The team started out not only revising their strategy and key ideas, but also looking at other works of the chosen artists to see if they had made any similar pieces in terms of the themes and styles involved. Other artists had been noted down as definite choices, largely due to their style, both in-keeping with the tone of our exhibition as well as having created amazing pieces of art.
That said, the feelings I gathered from the works chosen so far for the exhibition give atmospheric elements, more worthy of the art of progression and using one’s imagination than being complete or stand alone. That’s not to say they aren’t impressive, with fascinating concepts. Quite the opposite in fact, with inspirations ranging from an insane woman in a Victorian lunatic asylum to a burnt out moped; yet they all seem to slot together and appear stronger as a collective whole.
You could therefore argue that the exhibition is progressive, and requires a certain amount of creativity and imagination to breach the border of actuality and this in turn makes you think about what is presented before you. Such works can be just as powerful and weigh more heavily on the mind for longer periods afterwards, than several, perhaps disjointed yet still amazing singular pieces.

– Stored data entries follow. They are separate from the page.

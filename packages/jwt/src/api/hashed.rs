//! HMAC token issuer

use super::algorithms::core::{SigningMaterial, sign_compact};
use super::algorithms::{Algorithm, KeyRequirement, resolve_for};
use super::keys::{Secret, advise_hmac_secret};
use crate::claims::Claims;
use crate::error::JwtResult;
use crate::types::IssuedToken;

/// Issues tokens signed with a shared secret (HS256, HS384, HS512)
#[derive(Debug, Clone, Copy, Default)]
pub struct HashedTokenIssuer;

impl HashedTokenIssuer {
    /// Default algorithm when the caller names none
    pub const DEFAULT_ALGORITHM: Algorithm = Algorithm::HS512;

    /// Resolve `name` and require the HMAC family
    ///
    /// # Errors
    /// `UnsupportedAlgorithm` for unknown names, `WrongKeyFamily` for RSA and
    /// ECDSA names.
    pub fn validate_algorithm(name: &str) -> JwtResult<Algorithm> {
        resolve_for(name, KeyRequirement::SymmetricSecret)
    }

    /// Sign `claims` with `secret`
    ///
    /// # Errors
    /// Any gate failure from [`Self::validate_algorithm`], or
    /// `ClaimsEncoding`/`Signing` from the signer. No token is produced on
    /// error.
    pub fn issue(algorithm: &str, secret: &Secret, claims: &Claims) -> JwtResult<IssuedToken> {
        let algorithm = Self::validate_algorithm(algorithm)?;
        Self::issue_resolved(algorithm, secret, claims)
    }

    /// Sign with an algorithm already resolved by the gate
    pub(crate) fn issue_resolved(
        algorithm: Algorithm,
        secret: &Secret,
        claims: &Claims,
    ) -> JwtResult<IssuedToken> {
        advise_hmac_secret(algorithm, secret);

        let issued = sign_compact(algorithm, SigningMaterial::Secret(secret.expose()), claims)?;
        tracing::debug!(
            %algorithm,
            claims = claims.len(),
            "issued hashed token"
        );
        Ok(issued)
    }
}
//! Account identities for owners, callers and transfer targets.
//!
//! An identity is 20 opaque bytes supplied by the hosting environment. The
//! gate never verifies signatures; it only compares identities.
//!
//! # Text form
//!
//! `0x`-prefixed lowercase hex (40 digits). Parsing accepts the prefix as
//! optional and either case.

use serde::{Deserialize, Serialize};
use sha2::{Digest, Sha256};
use std::fmt;
use std::str::FromStr;
use thiserror::Error;

/// Identity length in bytes.
pub const IDENTITY_LEN: usize = 20;

/// A 20-byte account identity.
#[derive(Clone, Copy, PartialEq, Eq, PartialOrd, Ord, Hash, Serialize, Deserialize)]
pub struct Identity([u8; IDENTITY_LEN]);

/// Errors parsing an identity from text.
#[derive(Debug, Clone, PartialEq, Eq, Error)]
pub enum IdentityParseError {
    #[error("Invalid identity hex: {0}")]
    InvalidHex(String),

    #[error("Invalid identity length: expected {expected} bytes, got {0}", expected = IDENTITY_LEN)]
    InvalidLength(usize),
}

impl Identity {
    /// The null identity. Never a valid owner.
    pub const ZERO: Identity = Identity([0u8; IDENTITY_LEN]);

    /// Create from raw bytes.
    pub const fn new(bytes: [u8; IDENTITY_LEN]) -> Self {
        Self(bytes)
    }

    /// Create from a byte slice, rejecting anything but 20 bytes.
    pub fn from_slice(bytes: &[u8]) -> Result<Self, IdentityParseError> {
        let arr: [u8; IDENTITY_LEN] = bytes
            .try_into()
            .map_err(|_| IdentityParseError::InvalidLength(bytes.len()))?;
        Ok(Self(arr))
    }

    /// Derive a deterministic identity from a human label.
    ///
    /// Takes the first 20 bytes of SHA-256 over the label. Handy for fixtures
    /// and sample configs where readable names beat raw hex.
    pub fn from_label(label: &str) -> Self {
        let mut hasher = Sha256::new();
        hasher.update(b"approval-gate-identity-v1");
        hasher.update(label.as_bytes());
        let digest = hasher.finalize();
        let mut bytes = [0u8; IDENTITY_LEN];
        bytes.copy_from_slice(&digest[..IDENTITY_LEN]);
        Self(bytes)
    }

    /// Get bytes.
    pub fn as_bytes(&self) -> &[u8; IDENTITY_LEN] {
        &self.0
    }

    /// True for the null identity.
    pub fn is_zero(&self) -> bool {
        self.0 == [0u8; IDENTITY_LEN]
    }

    /// First four bytes as hex, for compact log and display output.
    pub fn short(&self) -> String {
        hex::encode(&self.0[..4])
    }
}

impl fmt::Display for Identity {
    fn fmt(&self, f: &mut fmt::Formatter<'_>) -> fmt::Result {
        write!(f, "0x{}", hex::encode(self.0))
    }
}

impl fmt::Debug for Identity {
    fn fmt(&self, f: &mut fmt::Formatter<'_>) -> fmt::Result {
        write!(f, "Identity({})", self)
    }
}

impl FromStr for Identity {
    type Err = IdentityParseError;

    fn from_str(s: &str) -> Result<Self, Self::Err> {
        let trimmed = s.trim();
        let digits = trimmed
            .strip_prefix("0x")
            .or_else(|| trimmed.strip_prefix("0X"))
            .unwrap_or(trimmed);

        let bytes =
            hex::decode(digits).map_err(|e| IdentityParseError::InvalidHex(e.to_string()))?;
        Self::from_slice(&bytes)
    }
}

impl From<[u8; IDENTITY_LEN]> for Identity {
    fn from(bytes: [u8; IDENTITY_LEN]) -> Self {
        Self(bytes)
    }
}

Although I was not part of the Curation Team, I was permitted to voice my opinions on the works, and looked for patterns between them, not only in keeping with certain themes, but also those which stand in opposition to other pieces within the show. For example, one piece depicted a woman in a red dress going insane against a pale blue background. This stood in contrast with the naked, free spirit of the woman in another piece by a different artist, this time in black and white. Further connections were made by the curation team which all made for a great final selection of work.
Overall, the meeting proved quite eventful, even including a phone call to one of the artists with questions regarding the scale of the projection of her piece. We left the meeting with a clearer sense of the issues involved. The colour of the walls has yet to be decided upon, with any preferences relayed to the communications team.